Home

Debian Jessie, Screen resolution, and VirtualBox Guest Additions

I decided to upgrade to Debian Jessie, to take advantage of the newer packages available, mainly the new GHC version. Initially I wanted to upgrade from my current Wheezy, but I faced problems with the screen resolution. I thought that had something to do with a bad upgrade, I did something wrong while upgrading, so I decided to do a fresh install. To my surprise, I met with the same issue.

For the record this is the system I’m running now:

$ uname -a
Linux debian-gsoc 3.13-1-amd64 #1 SMP Debian 3.13.10-1 (2014-04-15) x86_64 GNU/Linux

The problem

The issue was that the screen resolution was not right. Previously I managed to get 1920x1080, which is my native resolution. But after installing Jessie, I could only get 1240x768, that’s not good at all. xrandr -q says something like failed to get size of output default.

Steps to solving

I researched about it, and found many suggested solutions, most had to do with editing /etc/X11/xorg.conf. Those didn’t work for me at all, and I figure that was because I was running on VirtualBox. The magical search term was this

debian wheezy virtualbox resolution

which led me to this forum post.

The OP faced a problem with screen resolution on his guest os as well, and there are replies that mention an old VirtualBox Guest Additions. Apparently Debian Jessie ships with a version of Guest Additions, but it isn’t the lastest one.
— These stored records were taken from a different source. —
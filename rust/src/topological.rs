//! Whole-graph topological sort using Kahn's algorithm.
//!
//! Each pass drains the entire ready queue as one level, so the result carries
//! BFS layers alongside the total order. Nodes left over when the queue runs
//! dry are handed to the cycle detector; a cyclic graph still yields a
//! `TopologicalSort`, just with a partial order and non-empty `cycles`.

use rustc_hash::{FxHashMap, FxHashSet};
use std::collections::VecDeque;
use thiserror::Error;

use crate::config::EngineConfig;
use crate::critical_path::calculate_critical_path;
use crate::cycles::detect_cycles_in_subset;
use crate::graph::{DependencyGraph, GraphError};
use crate::models::TopologicalSort;
use crate::parallel::parallel_groups;
use crate::{log_changes, log_debug};

pub const ALGORITHM_KAHN: &str = "kahn";

#[derive(Error, Debug, Clone, PartialEq, Eq)]
pub enum SortError {
    /// The graph's maps disagree badly enough that no order can be trusted.
    #[error("Topological sort failed: {0}")]
    SortFailed(#[from] GraphError),
}

/// Sort `graph` without touching it.
///
/// In-degrees are copied before being decremented, so the graph stays
/// readable by others during the sort.
///
/// # Returns
/// * `Ok(TopologicalSort)` - complete when `cycles` is empty, partial otherwise
/// * `Err(SortError::SortFailed)` - adjacency names unknown nodes, in-degrees
///   are missing or disagree with the adjacency list, or nodes list edges that
///   do not exist
pub fn topological_sort(
    graph: &DependencyGraph,
    config: &EngineConfig,
) -> Result<TopologicalSort, SortError> {
    let verbosity = config.verbosity;

    let mut in_degree = checked_in_degrees(graph)?;

    let mut queue: VecDeque<&str> = graph
        .nodes
        .keys()
        .map(String::as_str)
        .filter(|id| in_degree[id] == 0)
        .collect();

    let mut sorted_nodes: Vec<String> = Vec::with_capacity(graph.len());
    let mut levels: Vec<Vec<String>> = Vec::new();

    while !queue.is_empty() {
        let level_size = queue.len();
        let mut level = Vec::with_capacity(level_size);

        for _ in 0..level_size {
            let Some(node_id) = queue.pop_front() else {
                break;
            };
            level.push(node_id.to_string());

            for successor in graph.successors(node_id) {
                let degree = in_degree.get_mut(successor.as_str()).ok_or_else(|| {
                    GraphError::DanglingSuccessor {
                        from: node_id.to_string(),
                        to: successor.clone(),
                    }
                })?;
                *degree = degree
                    .checked_sub(1)
                    .ok_or_else(|| GraphError::DegreeUnderflow(successor.clone()))?;
                if *degree == 0 {
                    queue.push_back(successor.as_str());
                }
            }
        }

        log_debug!(verbosity, "  Level {}: {:?}", levels.len(), level);
        sorted_nodes.extend(level.iter().cloned());
        levels.push(level);
    }

    let cycles = if sorted_nodes.len() < graph.len() {
        let ordered: FxHashSet<&str> = sorted_nodes.iter().map(String::as_str).collect();
        let remaining: Vec<String> = graph
            .nodes
            .keys()
            .filter(|id| !ordered.contains(id.as_str()))
            .cloned()
            .collect();
        let cycles = detect_cycles_in_subset(graph, &remaining);
        log_changes!(
            verbosity,
            "Sort left {} of {} nodes unordered, {} cycle(s) found",
            remaining.len(),
            graph.len(),
            cycles.len()
        );
        cycles
    } else {
        Vec::new()
    };

    let parallel_groups = parallel_groups(graph, &levels)?;
    let critical = calculate_critical_path(graph, &sorted_nodes, config)?;

    log_changes!(
        verbosity,
        "Sorted {} nodes into {} levels, critical path length {:.2}",
        sorted_nodes.len(),
        levels.len(),
        critical.project_duration
    );

    Ok(TopologicalSort {
        sorted_nodes,
        cycles,
        levels,
        critical_path: critical.critical_path,
        parallel_groups,
        algorithm_used: ALGORITHM_KAHN.to_string(),
    })
}

/// Working copy of the in-degree map, rejected unless every recorded value
/// matches the edges the adjacency list actually holds.
///
/// A stale count would keep its node out of the queue forever without any
/// cycle to explain it.
fn checked_in_degrees(graph: &DependencyGraph) -> Result<FxHashMap<&str, usize>, GraphError> {
    let mut actual: FxHashMap<&str, usize> =
        FxHashMap::with_capacity_and_hasher(graph.len(), Default::default());
    for node_id in graph.nodes.keys() {
        actual.entry(node_id.as_str()).or_insert(0);
        for successor in graph.successors(node_id) {
            let count = actual.entry(successor.as_str()).or_insert(0);
            *count += 1;
            if !graph.contains(successor) {
                return Err(GraphError::DanglingSuccessor {
                    from: node_id.clone(),
                    to: successor.clone(),
                });
            }
        }
    }

    for node_id in graph.nodes.keys() {
        let recorded = graph
            .in_degree
            .get(node_id)
            .copied()
            .ok_or_else(|| GraphError::MissingInDegree(node_id.clone()))?;
        let counted = actual.get(node_id.as_str()).copied().unwrap_or(0);
        if recorded != counted {
            return Err(GraphError::InDegreeMismatch {
                node: node_id.clone(),
                recorded,
                actual: counted,
            });
        }
    }
    Ok(actual)
}

/// Sort `graph` and store the result in `graph.last_sort`.
pub fn sort_and_cache<'g>(
    graph: &'g mut DependencyGraph,
    config: &EngineConfig,
) -> Result<&'g TopologicalSort, SortError> {
    let result = topological_sort(graph, config)?;
    Ok(graph.last_sort.insert(result))
}
//! Greedy load balancing of pending work across a fixed agent pool.

use std::cmp::Ordering;
use thiserror::Error;

use crate::config::EngineConfig;
use crate::graph::DependencyGraph;
use crate::models::{Advisory, DependencyNode};
use crate::{log_changes, log_checks};

use super::levels::compute_levels;

/// Why an assignment fell back to empty agent lists.
#[derive(Error, Debug, Clone, PartialEq, Eq)]
pub enum AssignmentError {
    #[error("Agent pool is empty")]
    NoAgents,
    #[error("Work levels unavailable: {0}")]
    LevelsUnavailable(String),
}

/// Distribute every pending node over `agent_count` agents.
///
/// Levels are processed in ascending order. Within a level, nodes are taken by
/// descending priority, then descending duration, and each goes to the agent
/// with the least accumulated duration (lowest index on ties). Completed and
/// in-progress nodes are skipped.
///
/// Always yields exactly `agent_count` lists; on failure they are all empty.
pub fn assign_work(
    graph: &DependencyGraph,
    agent_count: usize,
    config: &EngineConfig,
) -> Advisory<Vec<Vec<String>>> {
    Advisory::from_result(
        "assign_work",
        balance(graph, agent_count, config),
        || vec![Vec::new(); agent_count],
    )
}

/// Sort key: more urgent first, then longer first.
fn placement_order(config: &EngineConfig, a: &DependencyNode, b: &DependencyNode) -> Ordering {
    b.priority
        .cmp(&a.priority)
        .then_with(|| config.duration_of(b).total_cmp(&config.duration_of(a)))
}

/// Index of the least-loaded agent, lowest index winning ties.
fn least_loaded(loads: &[f64]) -> usize {
    let mut best = 0;
    for (agent, &load) in loads.iter().enumerate().skip(1) {
        if load < loads[best] {
            best = agent;
        }
    }
    best
}

fn balance(
    graph: &DependencyGraph,
    agent_count: usize,
    config: &EngineConfig,
) -> Result<Vec<Vec<String>>, AssignmentError> {
    if agent_count == 0 {
        return Err(AssignmentError::NoAgents);
    }
    let verbosity = config.verbosity;

    let levels = compute_levels(graph, config)
        .map_err(|err| AssignmentError::LevelsUnavailable(err.to_string()))?;

    let mut assignments: Vec<Vec<String>> = vec![Vec::new(); agent_count];
    let mut loads = vec![0.0_f64; agent_count];

    for (level, node_ids) in &levels {
        let mut nodes: Vec<&DependencyNode> =
            node_ids.iter().filter_map(|id| graph.node(id)).collect();
        nodes.sort_by(|a, b| placement_order(config, a, b));

        for node in nodes {
            if !node.is_pending() {
                log_checks!(verbosity, "  Skipping {}: completed or in progress", node.id);
                continue;
            }
            let duration = config.duration_of(node);
            let agent = least_loaded(&loads);
            loads[agent] += duration;
            assignments[agent].push(node.id.clone());
            log_changes!(
                verbosity,
                "  Level {}: {} ({:.2}) -> agent {} (load {:.2})",
                level,
                node.id,
                duration,
                agent,
                loads[agent]
            );
        }
    }

    Ok(assignments)
}

#[cfg(test)]
mod tests {
    use super::*;

    fn make_graph(nodes: &[(&str, i32, f64)], edges: &[(&str, &str)]) -> DependencyGraph {
        let mut graph = DependencyGraph::new();
        for (id, priority, duration) in nodes {
            graph
                .add_node(DependencyNode::new(*id, *priority).with_duration(*duration))
                .unwrap();
        }
        for (i, (source, target)) in edges.iter().enumerate() {
            graph.connect(&format!("e{}", i), source, target).unwrap();
        }
        graph
    }

    fn load(graph: &DependencyGraph, ids: &[String]) -> f64 {
        let config = EngineConfig::default();
        ids.iter()
            .map(|id| config.duration_of(&graph.nodes[id]))
            .sum()
    }

    #[test]
    fn test_fan_out_two_agents() {
        // A (1) -> B (2), A -> C (3)
        let graph = make_graph(
            &[("A", 0, 1.0), ("B", 0, 2.0), ("C", 0, 3.0)],
            &[("A", "B"), ("A", "C")],
        );

        let result = assign_work(&graph, 2, &EngineConfig::default());
        assert!(!result.is_degraded());

        let agents = result.into_value();
        assert_eq!(agents, vec![vec!["A", "B"], vec!["C"]]);
        assert_eq!(load(&graph, &agents[0]), 3.0);
        assert_eq!(load(&graph, &agents[1]), 3.0);
    }

    #[test]
    fn test_fan_out_three_agents() {
        let graph = make_graph(
            &[("A", 0, 1.0), ("B", 0, 2.0), ("C", 0, 3.0)],
            &[("A", "B"), ("A", "C")],
        );

        let agents = assign_work(&graph, 3, &EngineConfig::default()).into_value();
        assert_eq!(agents, vec![vec!["A"], vec!["C"], vec!["B"]]);
    }

    #[test]
    fn test_priority_placed_before_duration() {
        let graph = make_graph(&[("big", 0, 10.0), ("urgent", 5, 1.0), ("mid", 0, 4.0)], &[]);

        let agents = assign_work(&graph, 2, &EngineConfig::default()).into_value();
        // urgent -> agent 0 (1.0), big -> agent 1 (10.0), mid -> agent 0 (5.0)
        assert_eq!(agents, vec![vec!["urgent", "mid"], vec!["big"]]);
    }

    #[test]
    fn test_skips_completed_and_in_progress() {
        let mut graph = make_graph(&[("a", 0, 1.0), ("b", 0, 1.0), ("c", 0, 1.0)], &[]);
        graph.set_completed("a", true).unwrap();
        graph.set_in_progress("b", true).unwrap();

        let agents = assign_work(&graph, 2, &EngineConfig::default()).into_value();
        assert_eq!(agents, vec![vec!["c"], vec![]]);
    }

    #[test]
    fn test_more_agents_than_work() {
        let graph = make_graph(&[("a", 0, 1.0)], &[]);

        let agents = assign_work(&graph, 4, &EngineConfig::default()).into_value();
        assert_eq!(agents.len(), 4);
        assert_eq!(agents[0], vec!["a"]);
        assert!(agents[1..].iter().all(Vec::is_empty));
    }

    #[test]
    fn test_zero_agents_degrades() {
        let graph = make_graph(&[("a", 0, 1.0)], &[]);

        let result = assign_work(&graph, 0, &EngineConfig::default());
        assert!(result.is_degraded());
        assert_eq!(result.reason(), Some("Agent pool is empty"));
        assert!(result.value().is_empty());
    }

    #[test]
    fn test_broken_graph_degrades_to_empty_lists() {
        let mut graph = make_graph(&[("a", 0, 1.0)], &[]);
        graph
            .nodes
            .get_mut("a")
            .unwrap()
            .dependencies_in
            .insert("phantom".to_string());

        let result = assign_work(&graph, 3, &EngineConfig::default());
        assert!(result.is_degraded());
        assert_eq!(result.value(), &vec![Vec::<String>::new(); 3]);
        assert_eq!(
            result.reason(),
            Some("Work levels unavailable: Edge not found: phantom")
        );
    }

    #[test]
    fn test_least_loaded_tie_breaks_low_index() {
        assert_eq!(least_loaded(&[2.0, 1.0, 1.0]), 1);
        assert_eq!(least_loaded(&[0.0, 0.0]), 0);
        assert_eq!(least_loaded(&[3.0]), 0);
    }
}
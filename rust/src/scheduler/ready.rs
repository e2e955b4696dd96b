//! Ready-work selection.

use crate::config::EngineConfig;
use crate::graph::{DependencyGraph, GraphError};
use crate::log_checks;
use crate::models::{Advisory, DependencyNode};

/// Nodes that can start now, highest priority first.
///
/// A node is ready when it is neither completed nor in progress and every
/// dependency is completed or absent from the graph (absent dependencies are
/// treated as satisfied, matching `resolve_dependencies`). Equal priorities
/// keep node-ID order.
pub fn ready_work(graph: &DependencyGraph, config: &EngineConfig) -> Advisory<Vec<String>> {
    Advisory::from_result("ready_work", collect_ready(graph, config), Vec::new)
}

fn collect_ready(graph: &DependencyGraph, config: &EngineConfig) -> Result<Vec<String>, GraphError> {
    let verbosity = config.verbosity;
    let mut ready: Vec<(&str, &DependencyNode)> = Vec::new();

    for (node_id, node) in &graph.nodes {
        if !node.is_pending() {
            continue;
        }

        let blocker = graph
            .dependencies(node_id)?
            .into_iter()
            .find(|dep| graph.node(dep).is_some_and(|d| !d.is_completed));
        match blocker {
            Some(dep) => log_checks!(verbosity, "  {} blocked by {}", node_id, dep),
            None => ready.push((node_id.as_str(), node)),
        }
    }

    ready.sort_by(|(_, a), (_, b)| b.priority.cmp(&a.priority));
    Ok(ready.into_iter().map(|(id, _)| id.to_string()).collect())
}

#[cfg(test)]
mod tests {
    use super::*;

    fn make_graph(nodes: &[(&str, i32)], edges: &[(&str, &str)]) -> DependencyGraph {
        let mut graph = DependencyGraph::new();
        for (id, priority) in nodes {
            graph.add_node(DependencyNode::new(*id, *priority)).unwrap();
        }
        for (i, (source, target)) in edges.iter().enumerate() {
            graph.connect(&format!("e{}", i), source, target).unwrap();
        }
        graph
    }

    #[test]
    fn test_roots_are_ready_by_priority() {
        let graph = make_graph(&[("a", 1), ("b", 5), ("c", 3)], &[]);

        let ready = ready_work(&graph, &EngineConfig::default());
        assert!(!ready.is_degraded());
        assert_eq!(ready.into_value(), vec!["b", "c", "a"]);
    }

    #[test]
    fn test_equal_priority_keeps_id_order() {
        let graph = make_graph(&[("b", 1), ("a", 1)], &[]);

        let ready = ready_work(&graph, &EngineConfig::default()).into_value();
        assert_eq!(ready, vec!["a", "b"]);
    }

    #[test]
    fn test_blocked_until_dependency_completes() {
        let mut graph = make_graph(&[("a", 0), ("b", 9)], &[("a", "b")]);
        let config = EngineConfig::default();

        assert_eq!(ready_work(&graph, &config).into_value(), vec!["a"]);

        graph.set_completed("a", true).unwrap();
        assert_eq!(ready_work(&graph, &config).into_value(), vec!["b"]);
    }

    #[test]
    fn test_excludes_completed_and_in_progress() {
        let mut graph = make_graph(&[("a", 0), ("b", 0), ("c", 0)], &[]);
        graph.set_completed("a", true).unwrap();
        graph.set_in_progress("b", true).unwrap();

        let ready = ready_work(&graph, &EngineConfig::default()).into_value();
        assert_eq!(ready, vec!["c"]);
    }

    #[test]
    fn test_in_progress_dependency_still_blocks() {
        let mut graph = make_graph(&[("a", 0), ("b", 0)], &[("a", "b")]);
        graph.set_in_progress("a", true).unwrap();

        assert!(ready_work(&graph, &EngineConfig::default())
            .into_value()
            .is_empty());
    }

    #[test]
    fn test_absent_dependency_is_satisfied() {
        let mut graph = make_graph(&[("a", 0), ("b", 0)], &[("a", "b")]);
        graph.nodes.remove("a");

        let ready = ready_work(&graph, &EngineConfig::default()).into_value();
        assert_eq!(ready, vec!["b"]);
    }

    #[test]
    fn test_missing_edge_degrades_to_empty() {
        let mut graph = make_graph(&[("a", 0)], &[]);
        graph
            .nodes
            .get_mut("a")
            .unwrap()
            .dependencies_in
            .insert("phantom".to_string());

        let ready = ready_work(&graph, &EngineConfig::default());
        assert!(ready.is_degraded());
        assert_eq!(ready.reason(), Some("Edge not found: phantom"));
        assert!(ready.value().is_empty());
    }
}
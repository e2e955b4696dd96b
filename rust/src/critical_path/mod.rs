//! Critical Path Method over an already-sorted graph.
//!
//! A forward pass assigns earliest starts in topological order, a backward
//! pass assigns latest starts in reverse order, and nodes whose slack is
//! within tolerance of zero form the critical path.

mod calculation;
mod types;

pub use calculation::calculate_critical_path;
pub use types::{CriticalPathAnalysis, NodeTiming};
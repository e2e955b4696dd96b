//! Live scheduling aids: ready work, longest-path levels and load-balanced
//! assignment.
//!
//! These are advisory and meant to be polled from an executor loop, so none
//! of them fail: each returns an `Advisory` that falls back to an empty plan
//! when the graph cannot be read consistently.

mod assignment;
mod levels;
mod ready;

pub use assignment::{assign_work, AssignmentError};
pub use levels::work_levels;
pub use ready::ready_work;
My take away was to try to install Guest Additions, and see what happens. This post was extremely helpful. I ignored the part on lsmod and skipped straight to apt-get install build-essentials module-assistant. I then got stuck at running VBoxLinuxAdditions.run - I couldn’t mount the cdrom.

More problems

The simplest way to mount the cdrom onto your guest os is to go to the VirtualBox window, click on Devices > Insert Guest Additions CD Image, but somehow that didn’t work for me. Click that didn’t see to have any effect, my /media/cdrom was still empty. I decided to mount the cdrom manually.

Success!

I got most of the information from VirtualBox’s official manual. Basically it involved me going to the VirtualBox window, selecting Devices > CD/DVD Devices > Choose a virtual CD/DVD disk file... and then navigate to C:\Program Files\Oracle\VirtualBox. Substitute that for wherever you installed VirtualBox.

After that I manually mounted the cdrom, with help from nixcraft, and ran the file

# mount /dev/cdrom /media/cdrom
# /media/cdrom/VBoxLinuxAdditions.run

Wait a couple of minutes and rebooted, and now everything is fine! xrandr -q now gives me many more options, including 1920x1080, and I happily selected that using xrandr --output VBOX0 --mode 1920x1080.

The initial reason why I decided to virtualize was because of UEFI issues, and because virtualization has less problems. Today’s challenges has made me realize how it is difficult to pinpoint where the problem lies, because technology is so complex now. But still, a simple installation leading to so much convenience, I’ll definitely remember this lesson!